Note to self (basically rewriting last year's Finding citations of specimens).
Bibliographic data supports going from identifier to citation string and back again, so we can do a "round trip."
1.
Given a DOI we can get structured data with a simple HTTP fetch, then use a tool such as citation.js to convert that data into a human-readable string in a variety of formats.
Identifier | ⟶ | Structured data | ⟶ | Human readable string |
---|---|---|---|---|
10.7717/peerj-cs.214 | HTTP with content-negotiation | CSL-JSON | CSL templates | Willighagen, L. G. (2019). Citation.js: a format-independent, modular bibliography tool for the browser and command line. PeerJ Computer Science, 5, e214. https://doi.org/10.7717/peerj-cs.214 |
2.
Going in the reverse direction (string to identifier) is a little more challenging. In the "old days" a typical strategy was to attempt to parse the citation string into structured data (see AnyStyle for a nice example of this), then we could extract a truple of (journal, volume, starting page) and use that to query CrossRef to find if there was an article with that tuple, which gave us the DOI.
Identifier | ⟵ | Structured data | ⟵ | Human readable string |
---|---|---|---|---|
10.7717/peerj-cs.214 | OpenURL query | journal, volume, start page | Citation parser | Willighagen, L. G. (2019). Citation.js: a format-independent, modular bibliography tool for the browser and command line. PeerJ Computer Science, 5, e214. https://doi.org/10.7717/peerj-cs.214 |
3.
Another strategy is to take all the citations strings for each DOI, index those in a search engine, then just use a simple search to find the best match to your citation string, and hence the DOI. This is what https://search.crossref.org does.

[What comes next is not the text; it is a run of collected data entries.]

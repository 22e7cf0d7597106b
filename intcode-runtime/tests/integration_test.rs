//! Integration tests for the Intcode runtime

use intcode_runtime::{run, Machine, MachineConfig, OutputRecorder, RuntimeError, ScriptedInput};
use intcode_spec::{Program, Word};

const QUINE: &str = "109,1,204,-1,1001,100,1,100,1008,100,16,101,1006,101,0,99";

const COMPARE_TO_EIGHT: &str = "3,21,1008,21,8,20,1005,20,22,107,8,21,20,1006,20,31,\
    1106,0,36,98,0,0,1002,21,125,20,4,20,1105,1,46,104,\
    999,1105,1,46,1101,1000,1,20,4,20,1105,1,46,98,99";

fn memory_after(source: &str) -> Vec<Word> {
    let mut machine = Machine::parse(source).unwrap();
    machine.execute().unwrap();
    machine.memory().to_vec()
}

fn outputs(source: &str, inputs: &[Word]) -> Vec<Word> {
    run(&Program::parse(source).unwrap(), inputs.iter().copied()).unwrap()
}

// ============================================================================
// Arithmetic programs
// ============================================================================

#[test]
fn test_add_mul_memory_images() {
    let cases: [(&str, &[Word]); 5] = [
        ("1,0,0,0,99", &[2, 0, 0, 0, 99]),
        ("2,3,0,3,99", &[2, 3, 0, 6, 99]),
        ("2,4,4,5,99,0", &[2, 4, 4, 5, 99, 9801]),
        ("1,1,1,4,99,5,6,0,99", &[30, 1, 1, 4, 2, 5, 6, 0, 99]),
        (
            "1,9,10,3,2,3,11,0,99,30,40,50",
            &[3500, 9, 10, 70, 2, 3, 11, 0, 99, 30, 40, 50],
        ),
    ];

    for (source, expected) in cases {
        assert_eq!(memory_after(source), expected, "program {source}");
    }
}

#[test]
fn test_noun_verb_poke() {
    // Patch addresses 1 and 2 before running
    let base = Machine::parse("1,0,0,0,99,30,40").unwrap();

    let mut machine = base.clone();
    machine.poke(1, 5);
    machine.poke(2, 6);
    machine.execute().unwrap();
    assert_eq!(machine.peek(0), 70);

    // The base image is untouched
    assert_eq!(base.peek(1), 0);
    assert_eq!(base.peek(0), 1);
}

// ============================================================================
// Compare and jump programs
// ============================================================================

#[test]
fn test_compare_to_eight() {
    for (input, expected) in [(-3, 999), (7, 999), (8, 1000), (9, 1001), (1_000, 1001)] {
        assert_eq!(outputs(COMPARE_TO_EIGHT, &[input]), vec![expected]);
    }
}

#[test]
fn test_equals_and_less_than_all_modes() {
    let cases: [(&str, Word, Word); 8] = [
        ("3,9,8,9,10,9,4,9,99,-1,8", 8, 1),
        ("3,9,8,9,10,9,4,9,99,-1,8", 5, 0),
        ("3,9,7,9,10,9,4,9,99,-1,8", 5, 1),
        ("3,9,7,9,10,9,4,9,99,-1,8", 8, 0),
        ("3,3,1108,-1,8,3,4,3,99", 8, 1),
        ("3,3,1108,-1,8,3,4,3,99", 9, 0),
        ("3,3,1107,-1,8,3,4,3,99", 7, 1),
        ("3,3,1107,-1,8,3,4,3,99", 8, 0),
    ];

    for (source, input, expected) in cases {
        assert_eq!(outputs(source, &[input]), vec![expected], "{source} <- {input}");
    }
}

// ============================================================================
// Relative mode and large values
// ============================================================================

#[test]
fn test_quine() {
    let program = Program::parse(QUINE).unwrap();
    assert_eq!(run(&program, []).unwrap(), program.words());
}

#[test]
fn test_large_values() {
    assert_eq!(outputs("104,1125899906842624,99", &[]), vec![1_125_899_906_842_624]);

    let product = outputs("1102,34915192,34915192,7,4,7,99,0", &[]);
    assert_eq!(product, vec![34_915_192i64 * 34_915_192]);
    assert_eq!(product[0].to_string().len(), 16);
}

#[test]
fn test_memory_grows_past_program() {
    // Write far beyond the image, then read it back
    let out = outputs("1101,5,6,1000,4,1000,99", &[]);
    assert_eq!(out, vec![11]);
}

#[test]
fn test_addressing_modes_agree() {
    // The same value fetched through each mode
    let position = outputs("4,5,99,0,0,77", &[]);
    let immediate = outputs("104,77,99", &[]);
    let relative = outputs("109,3,204,4,99,0,0,77", &[]);
    assert_eq!(position, vec![77]);
    assert_eq!(immediate, position);
    assert_eq!(relative, position);
}

#[test]
fn test_relative_base_accumulates() {
    // arb 20; arb -4; in [rb+1]; out [rb+1]
    let out = outputs("109,20,109,-4,203,1,204,1,99", &[55]);
    assert_eq!(out, vec![55]);
}

// ============================================================================
// Machine lifecycle
// ============================================================================

#[test]
fn test_clone_runs_identically() {
    let base = Machine::parse(COMPARE_TO_EIGHT).unwrap();

    let results: Vec<Vec<Word>> = (0..3)
        .map(|_| {
            let out = OutputRecorder::new();
            let mut machine = base.clone();
            machine.set_input(ScriptedInput::new([8]));
            machine.set_output(out.clone());
            machine.execute().unwrap();
            out.values()
        })
        .collect();

    assert!(results.iter().all(|r| r == &[1000]));
}

#[test]
fn test_rerunning_clone_of_halted_machine() {
    // Increment [7] and print it
    let first = OutputRecorder::new();
    let mut original = Machine::parse("1001,7,1,7,4,7,99,5")
        .unwrap()
        .with_output(first.clone());
    original.execute().unwrap();
    let snapshot = original.memory().clone();

    let second = OutputRecorder::new();
    let mut clone = original.clone().with_output(second.clone());
    clone.execute().unwrap();

    // The clone starts from the halted memory and owns its own copy
    assert_eq!(first.values(), vec![6]);
    assert_eq!(second.values(), vec![7]);
    assert_eq!(original.memory(), &snapshot);
    assert_eq!(original.peek(7), 6);
}

#[test]
fn test_rewired_ports() {
    let out = OutputRecorder::new();
    let mut machine = Machine::parse("3,0,4,0,99").unwrap();
    machine.set_input(ScriptedInput::new([1]));
    machine.reset_input();
    machine.set_output(out.clone());

    let err = machine.execute().unwrap_err();
    assert!(err.is_unwired());
    assert!(out.is_empty());
}

#[test]
fn test_trace_does_not_change_results() {
    let out = OutputRecorder::new();
    let mut machine = Machine::parse(QUINE)
        .unwrap()
        .with_config(MachineConfig::default().with_trace(true).with_label("quine"))
        .with_output(out.clone());
    machine.execute().unwrap();
    assert_eq!(out.len(), 16);
}

#[test]
fn test_fault_reports_pc() {
    let mut machine = Machine::parse("1101,1,1,5,99,0,13").unwrap();
    // [5] becomes 2, execution continues at 4 which halts
    machine.execute().unwrap();

    let mut machine = Machine::parse("1101,0,0,0,77").unwrap();
    let err = machine.execute().unwrap_err();
    assert_eq!(err, RuntimeError::InvalidOpcode { pc: 4, word: 77, opcode: 77 });
    assert_eq!(err.pc(), Some(4));
}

Identifier | ⟵ | Human readable string |
---|---|---|
10.7717/peerj-cs.214 | search | Willighagen, L. G. (2019). Citation.js: a format-independent, modular bibliography tool for the browser and command line. PeerJ Computer Science, 5, e214. https://doi.org/10.7717/peerj-cs.214 |
At the moment my work on material citations (i.e., lists of specimens in taxonomic papers) is focussing on 1 (generating citations from specimen data in GBIF) and 2 (parsing citations into structured data).